Yoga Pose Breakdown: Matsyasana - Fish Pose

Sanskrit Name: 
Matsyasana (mot-see-AHS-anna)
Matsya = Fish
Asana = Pose

Get Started: 

  • Begin by lying on your back on floor with your knees bent, feet on the floor
  • Lift your pelvis slightly off the floor and slide your hands (with your palms down) under your buttocks
  • Rest your buttocks on the backs of your hands 
  • Tuck your forearms and elbows up close to the sides of your torso
  • Continue to press your forearms and elbows into the floor as you press your scapulas into your back and lift your upper torso and head off the floor
  • Place the back of your head or crown into the floor, opening your throat.

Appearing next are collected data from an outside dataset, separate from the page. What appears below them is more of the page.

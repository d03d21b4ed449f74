//! The transport contract pipes are layered on, and the session handle that
//! carries it.

use crate::file::ClusterFile;
use crate::packet::{Packet, PacketPool};
use crate::pipe::Pipe;
use crate::types::{AccessMode, ChannelId, GatherOp, NodeId, NodeRole, Result};
use std::future::Future;
use std::path::Path;
use std::sync::Arc;

/// Moves packets between the master and its slaves and implements the
/// cluster-wide collectives.
///
/// Implementations must deliver the packets of one channel to every slave in
/// the order the master sent them, and must never let a collective release
/// overtake data sent on the same channel before it.
pub trait Multiplexer: Send + Sync + 'static {
    fn node_id(&self) -> NodeId;

    /// Fixed for the whole session.
    fn role(&self) -> NodeRole;

    fn is_master(&self) -> bool {
        self.role() == NodeRole::Master
    }

    fn packet_pool(&self) -> &PacketPool;

    fn new_packet(&self) -> Result<Packet> {
        self.packet_pool().allocate()
    }

    fn delete_packet(&self, packet: Packet) {
        self.packet_pool().release(packet)
    }

    fn open_pipe(&self) -> Result<ChannelId>;

    fn close_pipe(&self, channel: ChannelId) -> Result<()>;

    /// Master only. Queues `packet` for delivery to every slave.
    fn send_packet(&self, channel: ChannelId, packet: Packet) -> Result<()>;

    /// Master only. Tells every slave that no further data will arrive on
    /// `channel` because of `reason`.
    fn send_fault(&self, channel: ChannelId, reason: &str) -> Result<()>;

    /// Slave only. Waits for the next packet on `channel`.
    fn receive_packet(&self, channel: ChannelId) -> impl Future<Output = Result<Packet>> + Send;

    /// Blocks until every node has entered the barrier on `channel`.
    fn barrier(&self, channel: ChannelId) -> impl Future<Output = Result<()>> + Send;

    /// Combines one value per node with `op`; every node gets the same result.
    fn gather(
        &self,
        channel: ChannelId,
        value: u64,
        op: GatherOp,
    ) -> impl Future<Output = Result<u64>> + Send;
}

/// The explicit context a node's pipes and files are opened against.
pub struct Session<M: Multiplexer> {
    mux: Arc<M>,
}

impl<M: Multiplexer> Clone for Session<M> {
    fn clone(&self) -> Self {
        Self {
            mux: Arc::clone(&self.mux),
        }
    }
}

impl<M: Multiplexer> Session<M> {
    pub fn new(mux: Arc<M>) -> Self {
        Self { mux }
    }

    pub fn multiplexer(&self) -> &M {
        &self.mux
    }

    pub fn role(&self) -> NodeRole {
        self.mux.role()
    }

    pub fn is_master(&self) -> bool {
        self.mux.is_master()
    }

    pub fn node_id(&self) -> NodeId {
        self.mux.node_id()
    }

    pub fn packet_capacity(&self) -> usize {
        self.mux.packet_pool().capacity()
    }

    pub fn open_pipe(&self) -> Result<Pipe<M>> {
        Pipe::open(self)
    }

    pub async fn open_file(&self, path: impl AsRef<Path>, mode: AccessMode) -> Result<ClusterFile<M>> {
        ClusterFile::open(self, path, mode).await
    }
}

Option to place a block under your heart
  • Avoid crunching your neck
  • Option to keep your knees bent or straighten your legs, if you straighten keep your thighs active and press through your heels

Benefits: This pose stretches the deep hip flexors (psoas) and the intercostal muscles between the ribs. It also stretches and stimulates the muscles of the belly and the front of the neck. It stretches and stimulates the organs of the belly and throat, strengthens the muscles of the upper back and the back of the neck and it also improves posture. 

Contradictions: Practice with caution if you have high or low blood pressure, a migraine, insomnia or a serious lower-back or neck injury.

Know Your Asana: According to a traditional text, Matsyasana is the “destroyer of all diseases.”